Der plötzliche Zusammenbruch des Honecker-Regimes im Nachbarland DDR gibt den Putschisten in der Partei den letzten Anstoß. Ein gefälschter Todesfall bei der Gedenk-Demonstration am 17. November soll den Zündfunken für den Volkszorn gegen Miloš Jakeš und seine Beton-Genossen bieten. Bis hierher läuft der Plan der Konspirateure wie am Schnürchen, ihr eigentliches Vorhaben allerdings — die Übernahme der Macht im Land —scheitert binnen weniger Tage fatal.
Die Operation „Keil“ leidet nämlich, urteilt die BBC, „an einer zentralen Fehlkalkulation“. Das tschechoslowakische Volk „wollte vom Reformkommunismus nichts mehr wissen“. Der Partei-Sekretär von 1968 und politische Kopf des Prager Frühlings Zdenek Mlynař sei der Mann der Reformer für den KPČ-Vorsitz gewesen, erzählt das ZK-Mitglied Rudolf Hegenbarth den BBC-Rechercheuren. Der einstige Dubček-Vertraute habe jedoch bei einer Zusammenkunft in Prag die Übernahme des Chef-Sessels abgelehnt. Mlynař, seit 1977 im österreichischen Exil, dementiert auf Anfrage allerdings jede Beteiligung an irgend welchen Verschwörungen. Er habe „niemals mit irgendjemandem“ in Prag über eine Rückkehr in die KP- Führung verhandelt. Einen parteiinternen Umsturzversuch und eine Verwicklung des KGB in die Anfänge der Prager Revolution möchte Mlynai allerdings „nicht ausschließen“.
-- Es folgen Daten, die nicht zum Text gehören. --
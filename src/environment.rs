//! Process environment threaded explicitly through the pipeline.
//!
//! Installers change the machine and user `PATH` while the run is in
//! progress.  Instead of mutating the process-wide table, each refresh
//! produces a new [`ProcessEnv`] overlay which the run context stores and
//! every subsequent command is spawned with.

use std::path::Path;

use anyhow::{Result, bail};

use crate::error::ResourceError;

/// Separator between entries of a `PATH`-style variable on this platform.
pub const PATH_SEPARATOR: char = if cfg!(windows) { ';' } else { ':' };

/// Overlay of environment variables applied on top of the inherited process
/// environment.
///
/// Names compare case-insensitively, matching how Windows treats them.
///
/// # Examples
///
/// ```
/// use pixie::environment::ProcessEnv;
///
/// let env = ProcessEnv::new().with_var("APPDATA", "/users/jane/appdata");
/// assert_eq!(env.get("appdata").as_deref(), Some("/users/jane/appdata"));
/// ```
#[derive(Debug, Clone, Default, PartialEq, Eq)]
pub struct ProcessEnv {
    vars: Vec<(String, String)>,
}

impl ProcessEnv {
    /// Create an empty overlay that inherits everything from the process.
    #[must_use]
    pub fn new() -> Self {
        Self::default()
    }

    /// Builder form of [`set`](Self::set).
    #[must_use]
    pub fn with_var(mut self, name: impl Into<String>, value: impl Into<String>) -> Self {
        self.set(name, value);
        self
    }

    /// Set `name` in the overlay, replacing any existing entry of the same
    /// name regardless of case.
    pub fn set(&mut self, name: impl Into<String>, value: impl Into<String>) {
        let name = name.into();
        self.vars.retain(|(k, _)| !k.eq_ignore_ascii_case(&name));
        self.vars.push((name, value.into()));
    }

    /// Look up `name`, preferring the overlay over the inherited environment.
    #[must_use]
    pub fn get(&self, name: &str) -> Option<String> {
        self.vars
            .iter()
            .find(|(k, _)| k.eq_ignore_ascii_case(name))
            .map(|(_, v)| v.clone())
            .or_else(|| std::env::var(name).ok())
    }

    /// Variables set on top of the inherited environment, in insertion order.
    pub fn overrides(&self) -> impl Iterator<Item = (&str, &str)> {
        self.vars.iter().map(|(k, v)| (k.as_str(), v.as_str()))
    }

    /// Append `dir` to `PATH` unless it is already listed.
    pub fn append_path(&mut self, dir: &Path) {
        let dir = dir.to_string_lossy();
        let current = self.get("PATH").unwrap_or_default();
        let already_listed = current
            .split(PATH_SEPARATOR)
            .any(|entry| entry.eq_ignore_ascii_case(&dir));
        if already_listed {
            return;
        }
        let updated = if current.is_empty() {
            dir.into_owned()
        } else {
            format!("{current}{PATH_SEPARATOR}{dir}")
        };
        self.set("PATH", updated);
    }

    /// Expand environment variable references in a configured path.
    ///
    /// Supports `%VAR%`, `$VAR`, `${VAR}` and a leading `~`.  A reference to
    /// a variable that is not set is an error.
    ///
    /// # Errors
    ///
    /// Returns [`ResourceError::UnknownVariable`] naming the first variable
    /// that could not be resolved.
    pub fn expand(&self, input: &str) -> Result<String, ResourceError> {
        let unknown = |var: &str| ResourceError::UnknownVariable {
            input: input.to_string(),
            var: var.to_string(),
        };

        let home = || self.get("USERPROFILE").or_else(|| self.get("HOME"));
        let posix = |text: &str, at_start: bool| -> Result<String, String> {
            let context =
                |name: &str| -> Result<Option<String>, ()> { self.get(name).map(Some).ok_or(()) };
            let expanded = if at_start {
                shellexpand::full_with_context(text, home, context)
            } else {
                shellexpand::env_with_context(text, context)
            };
            expanded.map(std::borrow::Cow::into_owned).map_err(|e| e.var_name)
        };

        expand_percent(input, |name| self.get(name), posix, true).map_err(|var| unknown(&var))
    }

    /// Expand `%VAR%` references, leaving unknown ones untouched.
    ///
    /// Used for registry values stored as `REG_EXPAND_SZ`.
    #[must_use]
    pub fn expand_lenient(&self, input: &str) -> String {
        expand_percent(input, |name| self.get(name), |text, _| Ok(text.to_string()), false)
            .unwrap_or_else(|_| input.to_string())
    }
}

/// Expand `%VAR%` references.  A lone `%` or `%%` is kept literally.
///
/// Text between references goes through `literal`, which is told whether the
/// text starts the input; substituted values are copied as-is and never
/// rescanned.  In strict mode the first unresolved name is returned as the
/// error; otherwise unresolved references are copied through unchanged.
fn expand_percent(
    input: &str,
    mut lookup: impl FnMut(&str) -> Option<String>,
    mut literal: impl FnMut(&str, bool) -> Result<String, String>,
    strict: bool,
) -> Result<String, String> {
    let mut out = String::with_capacity(input.len());
    let mut rest = input;
    while let Some(start) = rest.find('%') {
        let (before, after_start) = rest.split_at(start);
        if !before.is_empty() {
            out.push_str(&literal(before, rest.len() == input.len())?);
        }
        let tail = after_start.get(1..).unwrap_or_default();
        match tail.find('%') {
            Some(end) if end > 0 => {
                let name = tail.get(..end).unwrap_or_default();
                match lookup(name) {
                    Some(value) => out.push_str(&value),
                    None if strict => return Err(name.to_string()),
                    None => {
                        out.push('%');
                        out.push_str(name);
                        out.push('%');
                    }
                }
                rest = tail.get(end + 1..).unwrap_or_default();
            }
            Some(_) => {
                out.push_str("%%");
                rest = tail.get(1..).unwrap_or_default();
            }
            None => {
                out.push('%');
                rest = tail;
            }
        }
    }
    if !rest.is_empty() {
        out.push_str(&literal(rest, rest.len() == input.len())?);
    }
    Ok(out)
}

/// Read access to the persistent machine and user environment.
pub trait EnvStore: Send + Sync {
    /// Read a machine-scope variable; `Ok(None)` when it is not defined.
    ///
    /// # Errors
    ///
    /// Returns an error if the store cannot be read.
    fn machine_var(&self, name: &str) -> Result<Option<String>>;

    /// Read a user-scope variable; `Ok(None)` when it is not defined.
    ///
    /// # Errors
    ///
    /// Returns an error if the store cannot be read.
    fn user_var(&self, name: &str) -> Result<Option<String>>;
}

/// [`EnvStore`] backed by the Windows registry.
#[derive(Debug, Default, Clone, Copy)]
pub struct RegistryEnvStore;

#[cfg(windows)]
const MACHINE_ENV_KEY: &str = r"SYSTEM\CurrentControlSet\Control\Session Manager\Environment";

#[cfg(windows)]
const USER_ENV_KEY: &str = "Environment";

#[cfg(windows)]
fn read_registry_var(root: &winreg::RegKey, key_path: &str, name: &str) -> Result<Option<String>> {
    use anyhow::Context as _;
    use winreg::enums::KEY_READ;

    let key = root
        .open_subkey_with_flags(key_path, KEY_READ)
        .with_context(|| format!("opening registry key {key_path}"))?;
    match key.get_value::<String, _>(name) {
        Ok(value) => Ok(Some(value)),
        Err(e) if e.kind() == std::io::ErrorKind::NotFound => Ok(None),
        Err(e) => Err(e).with_context(|| format!("reading {name} from {key_path}")),
    }
}

impl EnvStore for RegistryEnvStore {
    #[cfg(windows)]
    fn machine_var(&self, name: &str) -> Result<Option<String>> {
        read_registry_var(
            &winreg::RegKey::predef(winreg::enums::HKEY_LOCAL_MACHINE),
            MACHINE_ENV_KEY,
            name,
        )
    }

    #[cfg(windows)]
    fn user_var(&self, name: &str) -> Result<Option<String>> {
        read_registry_var(
            &winreg::RegKey::predef(winreg::enums::HKEY_CURRENT_USER),
            USER_ENV_KEY,
            name,
        )
    }

    #[cfg(not(windows))]
    fn machine_var(&self, _name: &str) -> Result<Option<String>> {
        Err(unsupported().into())
    }

    #[cfg(not(windows))]
    fn user_var(&self, _name: &str) -> Result<Option<String>> {
        Err(unsupported().into())
    }
}

#[cfg(not(windows))]
fn unsupported() -> crate::error::PlatformError {
    crate::error::PlatformError::Unsupported {
        platform: std::env::consts::OS.to_string(),
    }
}

/// Re-read `PATH` and `ChocolateyInstall` from the persistent store.
///
/// The new `PATH` is the machine value followed by the user value, with
/// `%VAR%` references expanded.  Everything else in `current` is kept.
///
/// # Errors
///
/// Returns an error if the store cannot be read or holds no `PATH` at all.
pub fn refresh(store: &dyn EnvStore, current: &ProcessEnv) -> Result<ProcessEnv> {
    let machine = store.machine_var("Path")?.unwrap_or_default();
    let user = store.user_var("Path")?.unwrap_or_default();
    if machine.trim().is_empty() && user.trim().is_empty() {
        bail!("no Path variable found in the machine or user environment");
    }

    let separator = PATH_SEPARATOR.to_string();
    let path = [machine, user]
        .iter()
        .map(|p| p.trim().trim_end_matches(PATH_SEPARATOR))
        .filter(|p| !p.is_empty())
        .map(|p| current.expand_lenient(p))
        .collect::<Vec<_>>()
        .join(separator.as_str());

    let mut env = current.clone();
    env.set("PATH", path);
    if let Some(choco) = store.machine_var("ChocolateyInstall")?
        && !choco.is_empty()
    {
        env.set("ChocolateyInstall", current.expand_lenient(&choco));
    }
    Ok(env)
}

#[cfg(test)]
#[allow(clippy::expect_used, clippy::unwrap_used, clippy::indexing_slicing)]
mod tests {
    use super::*;
    use std::collections::HashMap;

    #[derive(Default)]
    struct MapStore {
        machine: HashMap<String, String>,
        user: HashMap<String, String>,
    }

    impl EnvStore for MapStore {
        fn machine_var(&self, name: &str) -> Result<Option<String>> {
            Ok(self.machine.get(name).cloned())
        }

        fn user_var(&self, name: &str) -> Result<Option<String>> {
            Ok(self.user.get(name).cloned())
        }
    }

    struct BrokenStore;

    impl EnvStore for BrokenStore {
        fn machine_var(&self, _: &str) -> Result<Option<String>> {
            bail!("registry unavailable")
        }

        fn user_var(&self, _: &str) -> Result<Option<String>> {
            bail!("registry unavailable")
        }
    }

    #[test]
    fn set_replaces_case_insensitively() {
        let mut env = ProcessEnv::new().with_var("Path", "a");
        env.set("PATH", "b");
        assert_eq!(env.overrides().count(), 1);
        assert_eq!(env.get("path").as_deref(), Some("b"));
    }

    #[test]
    fn get_falls_back_to_process_environment() {
        let env = ProcessEnv::new();
        let key = if cfg!(windows) { "SystemRoot" } else { "PATH" };
        assert_eq!(env.get(key), std::env::var(key).ok());
    }

    #[test]
    fn append_path_skips_existing_entry() {
        let mut env = ProcessEnv::new().with_var("PATH", format!("/a{PATH_SEPARATOR}/b"));
        env.append_path(Path::new("/b"));
        assert_eq!(env.get("PATH").unwrap(), format!("/a{PATH_SEPARATOR}/b"));
        env.append_path(Path::new("/c"));
        assert_eq!(
            env.get("PATH").unwrap(),
            format!("/a{PATH_SEPARATOR}/b{PATH_SEPARATOR}/c")
        );
    }

    #[test]
    fn expand_supports_all_reference_forms() {
        let env = ProcessEnv::new()
            .with_var("PIXIE_TEST_APPDATA", "/data")
            .with_var("PIXIE_TEST_USER", "jane");
        assert_eq!(
            env.expand("%PIXIE_TEST_APPDATA%/Code/settings.json").unwrap(),
            "/data/Code/settings.json"
        );
        assert_eq!(
            env.expand("$PIXIE_TEST_APPDATA/${PIXIE_TEST_USER}.json").unwrap(),
            "/data/jane.json"
        );
    }

    #[test]
    fn expand_reports_unknown_variable() {
        let env = ProcessEnv::new();
        let err = env.expand("%PIXIE_TEST_UNSET_VAR%/x").unwrap_err();
        assert!(
            matches!(err, ResourceError::UnknownVariable { ref var, .. } if var == "PIXIE_TEST_UNSET_VAR"),
            "unexpected error: {err}"
        );

        let err = env.expand("$PIXIE_TEST_UNSET_VAR/x").unwrap_err();
        assert!(err.to_string().contains("PIXIE_TEST_UNSET_VAR"));
    }

    #[test]
    fn expand_does_not_rescan_substituted_values() {
        let env = ProcessEnv::new().with_var("PIXIE_TEST_BIN", "C:\\$Recycle.Bin");
        assert_eq!(
            env.expand("%PIXIE_TEST_BIN%\\config.json").unwrap(),
            "C:\\$Recycle.Bin\\config.json"
        );
    }

    #[test]
    fn expand_mixes_percent_and_dollar_references() {
        let env = ProcessEnv::new()
            .with_var("PIXIE_TEST_APPDATA", "/data")
            .with_var("PIXIE_TEST_USER", "jane");
        assert_eq!(
            env.expand("%PIXIE_TEST_APPDATA%/$PIXIE_TEST_USER/100%").unwrap(),
            "/data/jane/100%"
        );
    }

    #[test]
    fn expand_keeps_plain_paths() {
        let env = ProcessEnv::new();
        assert_eq!(env.expand("C:/Tools/app.json").unwrap(), "C:/Tools/app.json");
        assert_eq!(env.expand("100%").unwrap(), "100%");
    }

    #[test]
    fn expand_lenient_leaves_unknown_references() {
        let env = ProcessEnv::new().with_var("PIXIE_TEST_ROOT", "C:\\Windows");
        assert_eq!(
            env.expand_lenient("%PIXIE_TEST_ROOT%\\system32;%PIXIE_TEST_UNSET_VAR%\\bin"),
            "C:\\Windows\\system32;%PIXIE_TEST_UNSET_VAR%\\bin"
        );
    }

    #[test]
    fn refresh_joins_machine_and_user_path() {
        let mut store = MapStore::default();
        store.machine.insert("Path".into(), "/machine".into());
        store.user.insert("Path".into(), "/user".into());
        store
            .machine
            .insert("ChocolateyInstall".into(), "/choco".into());

        let current = ProcessEnv::new().with_var("KEEP", "me");
        let env = refresh(&store, &current).unwrap();
        assert_eq!(
            env.get("PATH").unwrap(),
            format!("/machine{PATH_SEPARATOR}/user")
        );
        assert_eq!(env.get("ChocolateyInstall").as_deref(), Some("/choco"));
        assert_eq!(env.get("KEEP").as_deref(), Some("me"));
    }

    #[test]
    fn refresh_with_only_machine_path() {
        let mut store = MapStore::default();
        store.machine.insert("Path".into(), "/machine".into());
        let env = refresh(&store, &ProcessEnv::new()).unwrap();
        assert_eq!(env.get("PATH").unwrap(), "/machine");
    }

    #[test]
    fn refresh_fails_without_any_path() {
        let err = refresh(&MapStore::default(), &ProcessEnv::new()).unwrap_err();
        assert!(err.to_string().contains("no Path variable"));
    }

    #[test]
    fn refresh_propagates_store_errors() {
        let err = refresh(&BrokenStore, &ProcessEnv::new()).unwrap_err();
        assert!(err.to_string().contains("registry unavailable"));
    }

    #[cfg(not(windows))]
    #[test]
    fn registry_store_is_unsupported_off_windows() {
        let err = RegistryEnvStore.machine_var("Path").unwrap_err();
        assert!(err.to_string().contains("only supported on Windows"));
    }
}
Milan Hulik, Mitglied einer Prager Kommission, die die November-Vorgänge untersucht, wird im BBC-Interview deutlicher: „Wir können keine anderen Schlußfolgerungen ziehen, als dass die gesamte Angelegenheit den Segen der sowjetischen Führung gehabt hat.“ Wohl selten hat jemand so weit übers Ziel geschossen.
Am 8. und 9. Juni 1990 finden in der nunmehrigen Tschechischen und Slowakischen Föderativen Republik freie Parlamentswahlen statt: Das Bürgerforum und die Öffentlichkeit gegen Gewalt gewinnen dabei die absolute Mehrheit, in der ersten demokratisch gewählten Regierung seit 42 Jahren sitzen die beiden Bürgerbewegungen und die slowakischen Christdemokraten von Jan Čarnogursky. Die KPČ unter der Führung ihres sechs Monate zuvor gewählten Vorsitzenden Ladislav Adamec bekommt gerade 13,6 Prozent der Stimmen.
Der KGB war auch schon erfolgreicher.